THE OBITUARY WRITER by Ann Hood

A couple of friends highly recommended The Obituary Writer by Ann Hood, so I picked it up at the Strand on a trip to NY this past winter.


The Obituary Writer is about two women separated by 40 years: Vivien, a twentysomething in San Francisco whose lover disappeared during the devastating earthquake in 1906, and Claire, a housewife in Arlington, VA on the eve of President Kennedy’s inauguration. Both women have suffered devastating losses – Claire has had an affair and fallen in love with a man who is not her husband, and is now carrying a baby whose paternity is unclear. Claire and her husband (who discovered the affair and is trying to get past it) travel to Providence, RI for his mother’s 80th birthday, a trip which Claire must endure despite her deep ambivalence toward her husband. Meanwhile, the Vivien subplot follows her attempts to find her own missing beloved while she writes obituaries of people she has never met.

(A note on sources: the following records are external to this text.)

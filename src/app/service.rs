//! Feeder control engine: the hexagonal core.
//!
//! [`FeederControlEngine`] owns the canonical feeder state, the stock
//! hysteresis latch, the notification center, and the daily reset
//! scheduler.  It never awaits: every event is handled synchronously and
//! any store work is handed to the [`TaskPort`], whose jobs report back
//! through the mailbox as further events.
//!
//! ```text
//!  EngineEvent ──▶ ┌─────────────────────────────┐ ──▶ EventSink
//!                  │     FeederControlEngine      │
//!    TaskPort  ◀── │ State · Policy · Notify · Reset │
//!                  └─────────────────────────────┘
//! ```

use core::ops::ControlFlow;

use log::{debug, info, warn};
use serde_json::Value;

use crate::config::EngineConfig;
use crate::dispatch::{CommandDispatcher, DispatchReceipt};
use crate::error::{DispatchError, Error};
use crate::events::EngineEvent;
use crate::notify::{NotificationCenter, NotificationState, Severity};
use crate::paths::{self, Field};
use crate::policy::{self, Decision, HysteresisState};
use crate::scheduler::DailyResetScheduler;

use super::commands::CommandIntent;
use super::events::AppEvent;
use super::ports::{Clock, EventSink, StoreError, TaskPort};
use super::state::{CanonicalState, EnginePhase, EngineView};

// ───────────────────────────────────────────────────────────────
// FeederControlEngine
// ───────────────────────────────────────────────────────────────

pub struct FeederControlEngine<C: Clock> {
    config: EngineConfig,
    clock: C,
    phase: EnginePhase,
    state: CanonicalState,
    hysteresis: HysteresisState,
    fill_fraction: f64,
    notifications: NotificationCenter,
    reset: DailyResetScheduler,
    dispatcher: CommandDispatcher,
    /// Dispatches handed to the task port and not yet finished.
    in_flight: usize,
}

impl<C: Clock> FeederControlEngine<C> {
    /// Construct the engine in `Initializing` with zero-valued state.
    pub fn new(config: EngineConfig, clock: C) -> Self {
        let dismiss_after = config.notification_dismiss();
        let dispatcher = CommandDispatcher::new(&config);
        Self {
            config,
            clock,
            phase: EnginePhase::Initializing,
            state: CanonicalState::default(),
            hysteresis: HysteresisState::Normal,
            fill_fraction: 0.0,
            notifications: NotificationCenter::new(dismiss_after),
            reset: DailyResetScheduler::new(),
            dispatcher,
            in_flight: 0,
        }
    }

    // ── Event handling ────────────────────────────────────────

    /// Apply one mailbox event.  Returns `Break` on shutdown.
    pub fn handle(
        &mut self,
        event: EngineEvent,
        tasks: &mut impl TaskPort,
        sink: &mut impl EventSink,
    ) -> ControlFlow<()> {
        match event {
            EngineEvent::SnapshotLoaded(result) => self.on_snapshot(result, tasks, sink),
            EngineEvent::FieldChanged { field, value } => self.on_field(field, value, tasks, sink),
            EngineEvent::ResetCheckTick => self.on_reset_check(tasks),
            EngineEvent::StockPollTick => {
                if self.phase == EnginePhase::Live && self.state.stock_observed {
                    self.evaluate_stock(tasks, sink);
                }
            }
            EngineEvent::DismissExpired { generation } => {
                if self.notifications.expire(generation) {
                    sink.emit(&AppEvent::Dismissed);
                }
            }
            EngineEvent::ResetWritten { date, result } => {
                if self.reset.complete(date, result.is_ok()) {
                    self.state.drops_today = 0;
                    self.state.last_reset_date = Some(date);
                    sink.emit(&AppEvent::CounterReset(date));
                } else if let Err(e) = result {
                    self.notify_error(&format!("Daily counter reset failed: {e}"), tasks, sink);
                    sink.emit(&AppEvent::Fault(Error::Write(e)));
                }
            }
            EngineEvent::Command(intent) => self.on_command(intent, tasks, sink),
            EngineEvent::DispatchFinished { intent, result } => {
                self.in_flight = self.in_flight.saturating_sub(1);
                self.on_dispatch_result(intent, result, tasks, sink);
            }
            EngineEvent::DismissNotification => {
                self.notifications.dismiss();
                tasks.cancel_dismiss_timer();
                sink.emit(&AppEvent::Dismissed);
            }
            EngineEvent::Shutdown => {
                info!("Engine: shutdown requested");
                tasks.cancel_dismiss_timer();
                return ControlFlow::Break(());
            }
        }
        ControlFlow::Continue(())
    }

    // ── Queries ───────────────────────────────────────────────

    pub fn phase(&self) -> EnginePhase {
        self.phase
    }

    pub fn state(&self) -> &CanonicalState {
        &self.state
    }

    pub fn hysteresis(&self) -> HysteresisState {
        self.hysteresis
    }

    pub fn notification(&self) -> &NotificationState {
        self.notifications.current()
    }

    pub fn dispatches_in_flight(&self) -> usize {
        self.in_flight
    }

    /// Snapshot for the presentation layer.
    pub fn view(&self) -> EngineView {
        EngineView {
            phase: self.phase,
            state: self.state,
            fill_fraction: self.fill_fraction,
            display_percent: policy::display_percent(self.fill_fraction),
            notification: self.notifications.current().clone(),
            dispatches_in_flight: self.in_flight,
        }
    }

    // ── Store events ──────────────────────────────────────────

    fn on_snapshot(
        &mut self,
        result: Result<Value, StoreError>,
        tasks: &mut impl TaskPort,
        sink: &mut impl EventSink,
    ) {
        if self.phase == EnginePhase::Live {
            warn!("Engine: duplicate snapshot ignored");
            return;
        }

        let last_reset_date = self.state.last_reset_date;
        let failure = match result {
            Ok(tree) => {
                self.state = CanonicalState {
                    last_reset_date,
                    ..CanonicalState::from_snapshot(&tree)
                };
                info!(
                    "Engine: snapshot loaded (countdown={}s drops={} stock={:.2})",
                    self.state.countdown_remaining_secs,
                    self.state.drops_today,
                    self.state.stock_remaining
                );
                None
            }
            Err(e) => {
                warn!("Engine: snapshot read failed ({}), running on zero values", e);
                self.state = CanonicalState {
                    last_reset_date,
                    ..CanonicalState::default()
                };
                Some(e)
            }
        };

        self.set_phase(EnginePhase::Live, sink);

        // The stock subscription opens with the current reading and runs
        // the policy then; evaluating here too would show its banner twice.
        if let Some(e) = failure {
            self.notify_error(&format!("Could not load feeder data: {e}"), tasks, sink);
            sink.emit(&AppEvent::Fault(Error::Initialization(e)));
        }
    }

    fn on_field(
        &mut self,
        field: Field,
        value: Option<Value>,
        tasks: &mut impl TaskPort,
        sink: &mut impl EventSink,
    ) {
        if self.phase != EnginePhase::Live {
            debug!("Engine: {:?} change before snapshot, ignored", field);
            return;
        }
        let Some(value) = value else {
            debug!("Engine: {} carried no value, keeping previous", field.path());
            return;
        };

        match field {
            Field::Countdown => match paths::as_count(&value) {
                Some(secs) => self.state.countdown_remaining_secs = secs,
                None => warn!("Engine: malformed {} = {}", field.path(), value),
            },
            Field::DropsToday => match paths::as_count(&value) {
                Some(n) => self.state.drops_today = n,
                None => warn!("Engine: malformed {} = {}", field.path(), value),
            },
            Field::StockRemaining => match paths::as_number(&value) {
                Some(stock) => {
                    self.state.stock_remaining = stock;
                    self.state.stock_observed = true;
                    self.evaluate_stock(tasks, sink);
                }
                None => warn!("Engine: malformed {} = {}", field.path(), value),
            },
        }
    }

    // ── Timers ────────────────────────────────────────────────

    fn on_reset_check(&mut self, tasks: &mut impl TaskPort) {
        if self.phase != EnginePhase::Live {
            return;
        }
        if let Some(date) = self.reset.tick(self.clock.local_date()) {
            tasks.write_counter_reset(date);
        }
    }

    /// Run the threshold policy on the current reading and route its
    /// decision to the notification center.
    fn evaluate_stock(&mut self, tasks: &mut impl TaskPort, sink: &mut impl EventSink) {
        let eval = policy::evaluate(&self.config.thresholds, self.state.stock_remaining, self.hysteresis);
        self.fill_fraction = eval.fill_fraction;
        if eval.next != self.hysteresis {
            debug!("Engine: hysteresis {:?} -> {:?}", self.hysteresis, eval.next);
        }
        self.hysteresis = eval.next;

        if eval.decision == Decision::ClearEmpty {
            let current = self.notifications.current();
            let empty_banner = Decision::Empty.banner().map(|(text, ..)| text);
            if current.persistent && current.is_visible() && Some(current.text.as_str()) == empty_banner {
                self.notifications.dismiss();
                tasks.cancel_dismiss_timer();
                sink.emit(&AppEvent::Dismissed);
            }
            return;
        }

        if let Some((text, severity, persistent)) = eval.decision.banner() {
            self.notify(text, severity, persistent, tasks, sink);
        }
    }

    // ── Commands ──────────────────────────────────────────────

    fn on_command(&mut self, intent: CommandIntent, tasks: &mut impl TaskPort, sink: &mut impl EventSink) {
        if let Err(e) = self.dispatcher.check(intent, &self.state) {
            self.on_dispatch_result(intent, Err(e), tasks, sink);
            return;
        }
        self.in_flight += 1;
        debug!("Engine: dispatching {:?} ({} in flight)", intent, self.in_flight);
        tasks.run_dispatch(intent, self.state);
    }

    fn on_dispatch_result(
        &mut self,
        intent: CommandIntent,
        result: Result<DispatchReceipt, DispatchError>,
        tasks: &mut impl TaskPort,
        sink: &mut impl EventSink,
    ) {
        match result {
            Ok(receipt) => {
                let text = match receipt {
                    DispatchReceipt::Fed => "Feeding".to_string(),
                    DispatchReceipt::Flushing => "Flushing".to_string(),
                    DispatchReceipt::IntervalSet { seconds } => {
                        self.state.countdown_remaining_secs = seconds;
                        format!("Feed interval set to {seconds}s")
                    }
                };
                self.notify(&text, Severity::Success, false, tasks, sink);
                sink.emit(&AppEvent::CommandSent(intent));
            }
            Err(error) => {
                let text = match error {
                    DispatchError::Blocked(reason) => format!("Cannot feed: {reason}"),
                    other => format!("Command '{}' failed: {other}", intent.label()),
                };
                self.notify_error(&text, tasks, sink);
                sink.emit(&AppEvent::CommandFailed { intent, error });
            }
        }
    }

    // ── Internal ──────────────────────────────────────────────

    fn set_phase(&mut self, to: EnginePhase, sink: &mut impl EventSink) {
        let from = self.phase;
        if from != to {
            self.phase = to;
            sink.emit(&AppEvent::PhaseChanged { from, to });
        }
    }

    fn notify_error(&mut self, text: &str, tasks: &mut impl TaskPort, sink: &mut impl EventSink) {
        self.notify(text, Severity::Error, false, tasks, sink);
    }

    fn notify(
        &mut self,
        text: &str,
        severity: Severity,
        persistent: bool,
        tasks: &mut impl TaskPort,
        sink: &mut impl EventSink,
    ) {
        let now = self.clock.uptime_ms();
        if persistent {
            self.notifications.show_persistent(text, severity, now);
            tasks.cancel_dismiss_timer();
        } else {
            let ticket = self.notifications.show_transient(text, severity, now);
            tasks.arm_dismiss_timer(ticket.generation, ticket.after);
        }
        sink.emit(&AppEvent::Notified {
            text: text.to_string(),
            severity,
            persistent,
        });
    }
}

The  theme unifying these two distinct but ultimately related subplots is grief: grief for the death of the dream of true love; grief for the loss of children; and grief for the death of hope. Vivien and Claire live very much inside their minds. They keep their swirling, intensely felt thoughts to themselves while putting on facades to satisfy others. Yet they are both achingly, vibrantly yearning for happiness and the passion they have each felt at different times. The settings – turn of the century San Francisco and early 60s East Coast – provide a compelling backdrop for the book, which is full of period detail about what it was like to be a woman in those time periods. I particularly liked the depiction of 60s housewives and all of the ways in which they were supposed to please (and serve) their husbands. I also liked the settings – all places I’ve lived (San Francisco, Washington DC and Providence, RI).

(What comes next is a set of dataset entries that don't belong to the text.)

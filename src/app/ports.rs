//! Port traits: the hexagonal boundary between engine logic and the outside world.
//!
//! ```text
//!   Adapter ──▶ Port trait ──▶ FeederControlEngine (domain)
//! ```
//!
//! Driven adapters (remote store, clock, task runner, event sinks) implement
//! these traits.  The [`FeederControlEngine`](super::service::FeederControlEngine)
//! consumes them via generics, so the domain core never touches the network
//! or wall clock directly.
//!
//! ## Consistency notes
//!
//! - **FieldStore** is eventually consistent.  A successful `write` only
//!   means the store accepted it; the device may act on it later.
//! - Subscriptions deliver the *latest* value, not every intermediate one.

use core::fmt;
use core::time::Duration;

use chrono::NaiveDate;
use serde_json::Value;

use super::commands::CommandIntent;
use super::state::CanonicalState;

// ───────────────────────────────────────────────────────────────
// Remote field store (driven adapter: engine ↔ shared KV store)
// ───────────────────────────────────────────────────────────────

/// The shared key/value store the feeder device also reads and writes.
///
/// Paths are slash-separated (`status/drops_today`); see [`crate::paths`].
#[allow(async_fn_in_trait)]
pub trait FieldStore {
    type Subscription: FieldSubscription;

    /// Open a change stream for `path`.  The first event carries the
    /// current value, the way a realtime listener attaches.
    fn subscribe(&self, path: &'static str) -> Self::Subscription;

    /// Read the whole tree under `root` once.
    async fn read_once(&self, root: &str) -> Result<Value, StoreError>;

    /// Overwrite the value at `path`.
    async fn write(&self, path: &str, value: Value) -> Result<(), StoreError>;

    /// Server-side atomic `value += delta` at `path`.
    async fn increment(&self, path: &str, delta: i64) -> Result<(), StoreError>;
}

/// A per-path change stream opened by [`FieldStore::subscribe`].
#[allow(async_fn_in_trait)]
pub trait FieldSubscription {
    /// Wait for the next change event.
    ///
    /// Returns `None` when the stream has closed, and `Some(None)` for an
    /// event that carries no value (the path was deleted or is unset).
    async fn next_change(&mut self) -> Option<Option<Value>>;
}

// ───────────────────────────────────────────────────────────────
// Clock port (driven adapter: wall clock → domain)
// ───────────────────────────────────────────────────────────────

pub trait Clock {
    /// Milliseconds since the engine started (monotonic).
    fn uptime_ms(&self) -> u64;

    /// Today's date in the operator's local time zone.
    fn local_date(&self) -> NaiveDate;
}

// ───────────────────────────────────────────────────────────────
// Task port (domain → async runtime)
// ───────────────────────────────────────────────────────────────

/// Deferred work the engine asks the runtime to perform.
///
/// Every job finishes by posting an [`EngineEvent`](crate::events::EngineEvent)
/// back into the mailbox, so the engine observes the outcome on its own
/// control flow.  The engine never awaits.
pub trait TaskPort {
    /// Post `DismissExpired { generation }` after `after` has elapsed.
    /// Arming a new timer cancels the previous one.
    fn arm_dismiss_timer(&mut self, generation: u64, after: Duration);

    /// Drop any armed dismissal timer without firing it.
    fn cancel_dismiss_timer(&mut self);

    /// Write 0 to the remote drop counter, then post `ResetWritten`.
    fn write_counter_reset(&mut self, date: NaiveDate);

    /// Run the command dispatcher against `snapshot`, then post
    /// `DispatchFinished`.
    fn run_dispatch(&mut self, intent: CommandIntent, snapshot: CanonicalState);
}

// ───────────────────────────────────────────────────────────────
// Event sink port (driven adapter: domain → logging / telemetry)
// ───────────────────────────────────────────────────────────────

/// The domain emits structured [`AppEvent`](super::events::AppEvent)s
/// through this port.  Adapters decide where they go.
pub trait EventSink {
    fn emit(&mut self, event: &super::events::AppEvent);
}

// ───────────────────────────────────────────────────────────────
// Error types
// ───────────────────────────────────────────────────────────────

/// Errors from [`FieldStore`] operations.
#[derive(Debug, Clone, Copy, PartialEq, Eq)]
pub enum StoreError {
    /// No connection to the store backend.
    Disconnected,
    /// The store's security rules refused the operation.
    PermissionDenied,
    /// The operation did not complete in time.
    Timeout,
    /// The target holds a value of the wrong type (e.g. increment on a string).
    TypeMismatch,
}

impl fmt::Display for StoreError {
    fn fmt(&self, f: &mut fmt::Formatter<'_>) -> fmt::Result {
        match self {
            Self::Disconnected => write!(f, "store disconnected"),
            Self::PermissionDenied => write!(f, "permission denied"),
            Self::Timeout => write!(f, "timed out"),
            Self::TypeMismatch => write!(f, "type mismatch"),
        }
    }
}

impl core::error::Error for StoreError {}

I enjoyed The Obituary Writer quite a bit, but I can’t say that I loved it. I sympathized with Claire, but I didn’t find her particularly compelling as a woman. Beyond her obsession with the Kennedys, it was hard to see what she was passionate about other than the man she had an affair with. Her marriage was unfulfilling, yes, but she wasn’t exactly crackling with personality. Vivien was more interesting, but her inability to let go the dream of finding her love after 13 years made her less appealing. There were a few contrived plot twists – timing that was too convenient, messy situations that were too neatly wrapped up – that distracted me from the overall story.

I like Ann Hood’s writing, and I enjoyed The Obituary Writer more than the other Ann Hood book I have read – The Red Thread. This one was worth reading, despite a few flaws.